**Task requirements**
The lines from the start of the records below through the line containing "pub fn refresh_ttl(&self)" are to be copied exactly, both ends included, with nothing added.

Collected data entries
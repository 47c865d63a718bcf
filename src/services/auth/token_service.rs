//! JWT 토큰 관리 서비스 구현
//!
//! JSON Web Token 기반의 인증 시스템을 제공합니다.
//! 액세스 토큰과 리프레시 토큰의 생성, 검증, 갱신을 담당합니다.
//!
//! 모든 발급/검증 연산에는 UTC epoch 초를 직접 받는 `_at` 변형이 있어
//! 만료 경계를 결정적으로 다룰 수 있습니다. 공개 연산은 `Utc::now()`로 이를 호출합니다.

use chrono::{Duration, Utc};
use jsonwebtoken::{decode, encode, errors::ErrorKind, Algorithm, DecodingKey, EncodingKey, Header, Validation};
use crate::{
    config::JwtConfig,
    domain::entities::users::user::User,
    domain::token::{TokenClaims, TokenKind, TokenPair},
    errors::{AppError, ErrorContext, TokenError},
    repositories::users::UserStore,
};

/// `"Bearer "` 접두사
const BEARER_PREFIX: &str = "Bearer ";

/// JWT 토큰 관리 서비스
///
/// HMAC-SHA256 서명을 사용하여 JWT 토큰을 생성하고 검증합니다.
/// 비밀키와 수명 설정은 생성 시 한 번 받아 이후 변경되지 않으므로
/// `Arc<TokenService>`로 워커 간에 그대로 공유할 수 있습니다.
pub struct TokenService {
    encoding_key: EncodingKey,
    decoding_key: DecodingKey,
    validation: Validation,
    access_ttl: Duration,
    refresh_ttl: Duration,
}

impl TokenService {
    /// 설정으로부터 토큰 서비스 생성
    ///
    /// # Errors
    ///
    /// * `AppError::ConfigError` - 비밀키가 비어 있는 경우 (시작 시 치명적 오류)
    pub fn new(config: &JwtConfig) -> Result<Self, AppError> {
        if config.secret.is_empty() {
            return Err(AppError::ConfigError("JWT secret must not be empty".to_string()));
        }

        let mut validation = Validation::new(Algorithm::HS256);
        // 만료는 `now <= exp` 규칙으로 직접 판정합니다.
        validation.validate_exp = false;
        validation.leeway = 0;
        validation.set_required_spec_claims(&["exp"]);

        Ok(Self {
            encoding_key: EncodingKey::from_secret(config.secret.as_bytes()),
            decoding_key: DecodingKey::from_secret(config.secret.as_bytes()),
            validation,
            access_ttl: config.access_ttl,
            refresh_ttl: config.refresh_ttl,
        })
    }

    /// 설정된 액세스 토큰 수명
    pub fn access_ttl(&self) -> Duration {
        self.access_ttl
    }

    /// 설정된 리프레시 토큰 수명
    pub fn refresh_ttl(&self) -> Duration {
        self.refresh_ttl
    }

    /// 사용자를 위한 JWT 액세스 토큰 생성
    ///
    /// `sub`, `username`, `role`, `kind=access`를 담습니다.
    ///
    /// # Errors
    ///
    /// * `AppError::InternalError` - 서명 실패
    ///
    /// # Examples
    ///
    /// ```rust,ignore
    /// let access_token = token_service.issue_access_token(&user, token_service.access_ttl())?;
    /// ```
    pub fn issue_access_token(&self, user: &User, ttl: Duration) -> Result<String, AppError> {
        self.issue_access_token_at(user, ttl, Utc::now().timestamp())
    }

    pub fn issue_access_token_at(&self, user: &User, ttl: Duration, now: i64) -> Result<String, AppError> {
        let claims = TokenClaims {
            sub: user.id.clone(),
            username: Some(user.username.clone()),
            role: Some(user.role),
            kind: TokenKind::Access,
            iat: now,
            exp: now + ttl.num_seconds(),
        };

        self.sign(&claims)
    }

    /// 사용자를 위한 리프레시 토큰 생성
    ///
    /// 리프레시 토큰에는 `sub`와 시간 클레임만 담고 사용자명/역할은 넣지 않습니다.
    pub fn issue_refresh_token(&self, user: &User, ttl: Duration) -> Result<String, AppError> {
        self.issue_refresh_token_at(user, ttl, Utc::now().timestamp())
    }

    pub fn issue_refresh_token_at(&self, user: &User, ttl: Duration, now: i64) -> Result<String, AppError> {
        let claims = TokenClaims {
            sub: user.id.clone(),
            username: None,
            role: None,
            kind: TokenKind::Refresh,
            iat: now,
            exp: now + ttl.num_seconds(),
        };

        self.sign(&claims)
    }

    /// 토큰 쌍 생성 (액세스 + 리프레시)
    ///
    /// 둘 중 하나라도 실패하면 아무것도 반환하지 않습니다.
    ///
    /// # Examples
    ///
    /// ```rust,ignore
    /// let token_pair = token_service.issue_token_pair(&user, access_ttl, refresh_ttl)?;
    /// println!("Expires in: {} seconds", token_pair.expires_in);
    /// ```
    pub fn issue_token_pair(
        &self,
        user: &User,
        access_ttl: Duration,
        refresh_ttl: Duration,
    ) -> Result<TokenPair, AppError> {
        self.issue_token_pair_at(user, access_ttl, refresh_ttl, Utc::now().timestamp())
    }

    pub fn issue_token_pair_at(
        &self,
        user: &User,
        access_ttl: Duration,
        refresh_ttl: Duration,
        now: i64,
    ) -> Result<TokenPair, AppError> {
        let access_token = self.issue_access_token_at(user, access_ttl, now)?;
        let refresh_token = self.issue_refresh_token_at(user, refresh_ttl, now)?;

        Ok(TokenPair::new(access_token, refresh_token, access_ttl.num_seconds()))
    }

    /// JWT 토큰 검증 및 클레임 추출
    ///
    /// 서명, 구조, 만료(`now > exp`이면 만료)를 확인합니다. 용도는 확인하지 않습니다.
    ///
    /// # Errors
    ///
    /// * `TokenError::InvalidSignature` - 서명 불일치
    /// * `TokenError::Malformed` - 형식, 알고리즘, 필수 클레임 오류
    /// * `TokenError::Expired` - 만료
    pub fn validate_token(&self, token: &str) -> Result<TokenClaims, TokenError> {
        self.validate_token_at(token, Utc::now().timestamp())
    }

    pub fn validate_token_at(&self, token: &str, now: i64) -> Result<TokenClaims, TokenError> {
        let claims = decode::<TokenClaims>(token, &self.decoding_key, &self.validation)
            .map(|token_data| token_data.claims)
            .map_err(|e| match e.kind() {
                ErrorKind::InvalidSignature => TokenError::InvalidSignature,
                _ => TokenError::Malformed(e.to_string()),
            })?;

        if now > claims.exp {
            return Err(TokenError::Expired);
        }

        Ok(claims)
    }

    /// 액세스 토큰 검증
    ///
    /// # Errors
    ///
    /// `validate_token`의 에러와 더불어, 리프레시 토큰이면 `TokenError::WrongKind`
    pub fn validate_access_token(&self, token: &str) -> Result<TokenClaims, TokenError> {
        self.validate_access_token_at(token, Utc::now().timestamp())
    }

    pub fn validate_access_token_at(&self, token: &str, now: i64) -> Result<TokenClaims, TokenError> {
        self.validate_kind_at(token, TokenKind::Access, now)
    }

    /// 리프레시 토큰 검증
    pub fn validate_refresh_token(&self, token: &str) -> Result<TokenClaims, TokenError> {
        self.validate_refresh_token_at(token, Utc::now().timestamp())
    }

    pub fn validate_refresh_token_at(&self, token: &str, now: i64) -> Result<TokenClaims, TokenError> {
        self.validate_kind_at(token, TokenKind::Refresh, now)
    }

    /// 리프레시 토큰으로 새 액세스 토큰 발급
    ///
    /// 사용자명과 역할은 리프레시 토큰이 아니라 저장소에서 다시 읽습니다.
    /// 따라서 역할 변경은 다음 갱신부터 반영됩니다.
    ///
    /// # Errors
    ///
    /// * `AppError::TokenError` - 리프레시 토큰 검증 실패
    /// * `AppError::AuthenticationError` - 사용자가 없거나 비활성화된 경우
    /// * `AppError::DatabaseError` - 저장소 조회 실패
    pub async fn refresh_access_token(
        &self,
        refresh_token: &str,
        access_ttl: Duration,
        store: &dyn UserStore,
    ) -> Result<String, AppError> {
        self.refresh_access_token_at(refresh_token, access_ttl, store, Utc::now().timestamp())
            .await
    }

    pub async fn refresh_access_token_at(
        &self,
        refresh_token: &str,
        access_ttl: Duration,
        store: &dyn UserStore,
        now: i64,
    ) -> Result<String, AppError> {
        let claims = self.validate_refresh_token_at(refresh_token, now)?;

        let user = store
            .find_by_id(&claims.sub)
            .await?
            .ok_or_else(|| AppError::AuthenticationError("user not found".to_string()))?;

        if !user.is_active {
            return Err(AppError::AuthenticationError("account is deactivated".to_string()));
        }

        self.issue_access_token_at(&user, access_ttl, now)
    }

    /// Bearer 토큰에서 실제 토큰 부분 추출
    ///
    /// HTTP Authorization 헤더의 "Bearer {token}" 형식에서 토큰 부분만을 추출합니다.
    /// 접두사는 대소문자를 구분합니다.
    ///
    /// # Errors
    ///
    /// * `AppError::MalformedHeaderError` - 7자 미만, 접두사 없음, 접두사 뒤가 빈 경우
    ///
    /// # Examples
    ///
    /// ```rust,ignore
    /// let token = TokenService::extract_bearer_token("Bearer eyJhbGciOi...")?;
    /// let claims = token_service.validate_access_token(token)?;
    /// ```
    pub fn extract_bearer_token(header_value: &str) -> Result<&str, AppError> {
        if header_value.len() < BEARER_PREFIX.len() {
            return Err(AppError::MalformedHeaderError(
                "authorization header is too short".to_string(),
            ));
        }

        let token = header_value.strip_prefix(BEARER_PREFIX).ok_or_else(|| {
            AppError::MalformedHeaderError("authorization header must start with 'Bearer '".to_string())
        })?;

        if token.is_empty() {
            return Err(AppError::MalformedHeaderError("bearer token is empty".to_string()));
        }

        Ok(token)
    }

    fn validate_kind_at(&self, token: &str, expected: TokenKind, now: i64) -> Result<TokenClaims, TokenError> {
        let claims = self.validate_token_at(token, now)?;

        if claims.kind != expected {
            return Err(TokenError::WrongKind { expected, found: claims.kind });
        }

        Ok(claims)
    }

    fn sign(&self, claims: &TokenClaims) -> Result<String, AppError> {
        encode(&Header::new(Algorithm::HS256), claims, &self.encoding_key)
            .context("JWT 토큰 생성 실패")
    }
}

**Exercise output**
repository 47c865d63a718bcf
filename src/services/auth/token_service.rs
//! JWT 토큰 관리 서비스 구현
//!
//! JSON Web Token 기반의 인증 시스템을 제공합니다.
//! 액세스 토큰과 리프레시 토큰의 생성, 검증, 갱신을 담당합니다.
//!
//! 모든 발급/검증 연산에는 UTC epoch 초를 직접 받는 `_at` 변형이 있어
//! 만료 경계를 결정적으로 다룰 수 있습니다. 공개 연산은 `Utc::now()`로 이를 호출합니다.

use chrono::{Duration, Utc};
use jsonwebtoken::{decode, encode, errors::ErrorKind, Algorithm, DecodingKey, EncodingKey, Header, Validation};
use crate::{
    config::JwtConfig,
    domain::entities::users::user::User,
    domain::token::{TokenClaims, TokenKind, TokenPair},
    errors::{AppError, ErrorContext, TokenError},
    repositories::users::UserStore,
};

/// `"Bearer "` 접두사
const BEARER_PREFIX: &str = "Bearer ";

/// JWT 토큰 관리 서비스
///
/// HMAC-SHA256 서명을 사용하여 JWT 토큰을 생성하고 검증합니다.
/// 비밀키와 수명 설정은 생성 시 한 번 받아 이후 변경되지 않으므로
/// `Arc<TokenService>`로 워커 간에 그대로 공유할 수 있습니다.
pub struct TokenService {
    encoding_key: EncodingKey,
    decoding_key: DecodingKey,
    validation: Validation,
    access_ttl: Duration,
    refresh_ttl: Duration,
}

impl TokenService {
    /// 설정으로부터 토큰 서비스 생성
    ///
    /// # Errors
    ///
    /// * `AppError::ConfigError` - 비밀키가 비어 있는 경우 (시작 시 치명적 오류)
    pub fn new(config: &JwtConfig) -> Result<Self, AppError> {
        if config.secret.is_empty() {
            return Err(AppError::ConfigError("JWT secret must not be empty".to_string()));
        }

        let mut validation = Validation::new(Algorithm::HS256);
        // 만료는 `now <= exp` 규칙으로 직접 판정합니다.
        validation.validate_exp = false;
        validation.leeway = 0;
        validation.set_required_spec_claims(&["exp"]);

        Ok(Self {
            encoding_key: EncodingKey::from_secret(config.secret.as_bytes()),
            decoding_key: DecodingKey::from_secret(config.secret.as_bytes()),
            validation,
            access_ttl: config.access_ttl,
            refresh_ttl: config.refresh_ttl,
        })
    }

    /// 설정된 액세스 토큰 수명
    pub fn access_ttl(&self) -> Duration {
        self.access_ttl
    }

    /// 설정된 리프레시 토큰 수명
    pub fn refresh_ttl(&self) -> Duration {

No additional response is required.